California Senate Bill 1386 (CA SB 1386) was introduced in July 2003 as a first attempt by a state legislature to address the problem of identity theft. In short, the bill introduces stiff disclosure requirements for businesses and government agencies that experience security breaches that might endanger the personal information of California residents. It is expected that many organizations in the Unites States are subject to these requirements. In addition, many other states since have, or are planning to, enact similar legislation.
International Convergence of Capital Measurement and Capital Standards—A Revised Framework is also called Basel II or the New Accord and it represents recommendations by bank supervisors and central bankers from the 13 countries making up the Basel Committee on Banking Supervision for revising the international standards for measuring the adequacy of a bank's capital. This agreement was created in order to promote greater consistency in the way that banks and regulators approach risk management across national borders.

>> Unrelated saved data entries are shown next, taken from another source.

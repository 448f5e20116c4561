//! Typed finders over the generic walk

use crate::parser::ast::{Config, NodeRef};
use crate::parser::kinds::DirectiveKind;
use crate::parser::typed::{GeoView, LocationView, MapView, ServerView, UpstreamView};

impl Config {
    /// Every `upstream` block, in `http` and in `stream`
    pub fn upstreams(&self) -> Vec<UpstreamView<'_>> {
        self.descendants().filter_map(|n| n.as_upstream()).collect()
    }

    /// Every `http` server block
    pub fn servers(&self) -> Vec<ServerView<'_>> {
        self.descendants().filter_map(|n| n.as_server()).collect()
    }

    pub fn find_upstream_by_name(&self, name: &str) -> Option<UpstreamView<'_>> {
        self.descendants()
            .filter_map(|n| n.as_upstream())
            .find(|u| u.name() == name)
    }

    /// Servers listing `name` in one of their `server_name` directives
    pub fn find_servers_by_name(&self, name: &str) -> Vec<ServerView<'_>> {
        self.servers()
            .into_iter()
            .filter(|s| s.server_names().iter().any(|n| *n == name))
            .collect()
    }

    /// Locations whose pattern equals `pattern`, at any depth
    pub fn find_locations_by_pattern(&self, pattern: &str) -> Vec<LocationView<'_>> {
        self.descendants()
            .filter_map(|n| n.as_location())
            .filter(|l| l.pattern() == pattern)
            .collect()
    }

    pub fn find_geo_by_variable(&self, variable: &str) -> Option<GeoView<'_>> {
        self.descendants()
            .filter_map(|n| n.as_geo())
            .find(|g| g.variable() == variable)
    }

    pub fn find_map_by_variable(&self, variable: &str) -> Option<MapView<'_>> {
        self.descendants()
            .filter_map(|n| n.as_map())
            .find(|m| m.variable() == variable)
    }

    /// Every `include` directive, including those inside included files
    pub fn find_includes(&self) -> Vec<NodeRef<'_>> {
        self.descendants()
            .filter(|n| matches!(n.kind(), DirectiveKind::Include(_)))
            .collect()
    }
}
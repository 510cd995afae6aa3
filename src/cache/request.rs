//! Request-scoped memoization.
//!
//! Created by the unified parser at the start of every top-level parse and
//! discarded on return: no TTL, no eviction, no sharing between concurrent
//! calls. Recovered pattern results live here so they never pollute the
//! persistent tier.

use std::any::Any;
use std::collections::HashMap;
use std::sync::{Arc, Mutex};

use super::CacheValue;

/// Flat keyed store for one logical request.
///
/// Pattern evaluations for a single call may fan out across worker
/// threads, so the map carries its own lock; contention is negligible at
/// request scope.
#[derive(Default)]
pub struct RequestCache {
    entries: Mutex<HashMap<String, Arc<dyn CacheValue>>>,
}

impl std::fmt::Debug for RequestCache {
    fn fmt(&self, f: &mut std::fmt::Formatter<'_>) -> std::fmt::Result {
        f.debug_struct("RequestCache")
            .field("entries", &self.len())
            .finish()
    }
}

impl RequestCache {
    pub fn new() -> Self {
        Self::default()
    }

    pub fn get(&self, key: &str) -> Option<Arc<dyn CacheValue>> {
        self.entries.lock().expect("request cache lock").get(key).cloned()
    }

    pub fn get_as<T: CacheValue>(&self, key: &str) -> Option<Arc<T>> {
        let value = self.get(key)?;
        let any: Arc<dyn Any + Send + Sync> = value;
        any.downcast::<T>().ok()
    }

    pub fn set(&self, key: impl Into<String>, value: Arc<dyn CacheValue>) {
        self.entries
            .lock()
            .expect("request cache lock")
            .insert(key.into(), value);
    }

    pub fn delete(&self, key: &str) {
        self.entries.lock().expect("request cache lock").remove(key);
    }

    pub fn has(&self, key: &str) -> bool {
        self.entries.lock().expect("request cache lock").contains_key(key)
    }

    pub fn len(&self) -> usize {
        self.entries.lock().expect("request cache lock").len()
    }

    pub fn is_empty(&self) -> bool {
        self.len() == 0
    }

    pub fn clear(&self) {
        self.entries.lock().expect("request cache lock").clear();
    }
}

#[cfg(test)]
mod tests {
    use super::*;

    #[test]
    fn set_get_delete_has() {
        let cache = RequestCache::new();
        assert!(!cache.has("k"));

        cache.set("k", Arc::new("v".to_string()));
        assert!(cache.has("k"));
        assert_eq!(cache.get_as::<String>("k").unwrap().as_str(), "v");

        cache.delete("k");
        assert!(!cache.has("k"));
        assert!(cache.get("k").is_none());
    }

    #[test]
    fn no_eviction_at_request_scope() {
        let cache = RequestCache::new();
        for i in 0..1000 {
            cache.set(format!("k{i}"), Arc::new(vec![0u8; 100]));
        }
        assert_eq!(cache.len(), 1000);
    }
}
//! AsciiDoc format parser.
//!
//! Recognizes `=`-prefixed headings, `:name: value` attribute entries,
//! delimited listing blocks (`----`), and paragraphs.

use super::{CustomParser, document_tree, split_lines};
use crate::tree::ParseTree;

pub struct AsciidocParser;

impl CustomParser for AsciidocParser {
    fn language_id(&self) -> &'static str {
        "asciidoc"
    }

    fn parse(&self, bytes: &[u8]) -> ParseTree {
        let (mut tree, root, spans) = document_tree(bytes);
        let lines = split_lines(bytes);

        let mut i = 0;
        while i < lines.len() {
            let line = &lines[i];

            if line.is_blank() {
                i += 1;
                continue;
            }

            let text = line.text.as_ref();

            // Heading: "= Title", "== Section", up to level 5.
            let equals = text.bytes().take_while(|&b| b == b'=').count();
            if (1..=6).contains(&equals) && text[equals..].starts_with(' ') {
                let title = text[equals..].trim();
                let node = tree.add_node("heading", spans.span(line.start, line.end));
                let leaf =
                    tree.add_leaf("heading_content", spans.span(line.start, line.end), title);
                tree.attach(root, node);
                tree.attach(node, leaf);
                i += 1;
                continue;
            }

            // Attribute entry: ":name: value"
            if text.starts_with(':')
                && let Some(close) = text[1..].find(':')
            {
                let name = &text[1..1 + close];
                if !name.is_empty() && !name.contains(' ') {
                    let node = tree.add_node("attribute", spans.span(line.start, line.end));
                    let leaf =
                        tree.add_leaf("attribute_name", spans.span(line.start, line.end), name);
                    tree.attach(root, node);
                    tree.attach(node, leaf);
                    i += 1;
                    continue;
                }
            }

            // Delimited listing block
            if text.trim_end() == "----" {
                let start = line.start;
                let mut j = i + 1;
                let mut closed = false;
                while j < lines.len() {
                    if lines[j].text.trim_end() == "----" {
                        closed = true;
                        break;
                    }
                    j += 1;
                }
                let end = if closed { lines[j].end } else { lines[lines.len() - 1].end };
                let node = tree.add_node("listing_block", spans.span(start, end));
                tree.attach(root, node);
                if !closed {
                    tree.mark_error(node);
                    tree.mark_error(root);
                }
                i = if closed { j + 1 } else { lines.len() };
                continue;
            }

            // Paragraph run
            let start = line.start;
            let mut j = i;
            while j + 1 < lines.len() && !lines[j + 1].is_blank() {
                let next = lines[j + 1].text.as_ref();
                if next.starts_with('=') || next.trim_end() == "----" {
                    break;
                }
                j += 1;
            }
            let node = tree.add_node("paragraph", spans.span(start, lines[j].end));
            tree.attach(root, node);
            i = j + 1;
        }

        tree
    }
}
//! Telemetry: sink subscription, pattern scores, error audit.

use std::path::Path;
use std::sync::Arc;
use std::sync::Mutex;

use parsemill::telemetry::Operation;
use parsemill::{
    EngineConfig, MetricRecord, MetricSink, ParseOptions, ParserContext, UnifiedParser,
};

/// Sink that records everything it sees.
#[derive(Default)]
struct Recorder {
    records: Mutex<Vec<MetricRecord>>,
}

impl MetricSink for Recorder {
    fn record(&self, record: &MetricRecord) {
        self.records.lock().unwrap().push(record.clone());
    }
}

#[test]
fn sinks_observe_every_stage() {
    let _ = tracing_subscriber::fmt().with_test_writer().try_init();

    let ctx = Arc::new(ParserContext::new(EngineConfig::default()).unwrap());
    let recorder = Arc::new(Recorder::default());
    ctx.telemetry.subscribe(Arc::clone(&recorder) as Arc<dyn MetricSink>);

    let parser = UnifiedParser::new(Arc::clone(&ctx));
    let result = parser.parse(
        Path::new("demo.py"),
        b"def foo():\n    return 1\n",
        &ParseOptions::default(),
    );
    assert!(result.success);

    let records = recorder.records.lock().unwrap();
    let has = |component: &str| records.iter().any(|r| r.component == component);
    assert!(has("classifier"));
    assert!(has("backend"));
    assert!(has("engine"));
    assert!(has("block_extractor"));
    assert!(has("feature_extractor"));
    assert!(has("unified_parser"));

    // Query records carry the pattern id and language.
    assert!(records.iter().any(|r| {
        matches!(r.operation, Operation::Query)
            && r.pattern_id.as_deref() == Some("python.function")
            && r.language.as_deref() == Some("python")
    }));
}

#[test]
fn pattern_scores_accumulate() {
    let ctx = Arc::new(ParserContext::new(EngineConfig::default()).unwrap());
    let parser = UnifiedParser::new(Arc::clone(&ctx));

    assert!(ctx.telemetry.pattern_score("python.function").is_none());

    let _ = parser.parse(
        Path::new("a.py"),
        b"def a():\n    pass\n",
        &ParseOptions::default(),
    );

    let score = ctx.telemetry.pattern_score("python.function");
    assert!(score.is_some(), "score missing after an execution");

    let snapshot = ctx.telemetry.snapshot();
    let agg = snapshot.patterns.get("python.function").unwrap();
    assert!(agg.executions >= 1);
    assert!(agg.matches >= 1);
}

#[test]
fn error_audit_counts_surfaced_failures() {
    let ctx = Arc::new(ParserContext::new(EngineConfig::default()).unwrap());
    let parser = UnifiedParser::new(Arc::clone(&ctx));

    // Unknown backend surfaces BackendUnavailable into the audit.
    let result = parser.parse(
        Path::new("main.go"),
        b"package main\n",
        &ParseOptions::default(),
    );
    assert!(!result.success);

    let snapshot = ctx.telemetry.snapshot();
    assert!(
        snapshot
            .errors
            .get("backend.unavailable")
            .copied()
            .unwrap_or(0)
            >= 1
    );
}

#[test]
fn per_result_metrics_are_populated() {
    let ctx = Arc::new(ParserContext::new(EngineConfig::default()).unwrap());
    let parser = UnifiedParser::new(ctx);

    let result = parser.parse(
        Path::new("demo.py"),
        b"import os\n\ndef foo():\n    pass\n",
        &ParseOptions::default(),
    );

    assert!(result.telemetry.patterns_run > 0);
    assert_eq!(result.telemetry.matches_found, result.matches.len());
    // elapsed_us is stamped by the facade.
    assert!(result.telemetry.elapsed_us > 0);
}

Personal Information Protection and Electronic Documents Act (PIPEDA) is a Canadian federal regulation that governs the collection, use, and disclosure of personally identifiable information in the course of commercial transactions. The act was created in response to European Union data protection directives that limit trade with nations whose privacy protection does not meet EU standards. PIPEDA incorporates and makes mandatory provisions of the Canadian Standards Association's Model Privacy Code of 1995. The act covers all of Canada except those provinces that have "substantially similar" legislation (namely British Columbia, Alberta, and Québec) and covers all inter-provincial trade.
Making Your Organization Compliant
For better or worse, IT is in the spotlight with regard to compliance. Suddenly, IT departments everywhere have been charged by the CEO, CFO, and Audit Committee with making the company compliant, because many of the laws carry personal liability penalties for officers and directors of corporations. So where do you go to get the information and support you need? A whole host of software vendors have created point solutions for compliance issues, but sorting through the effectiveness of these offerings can be daunting.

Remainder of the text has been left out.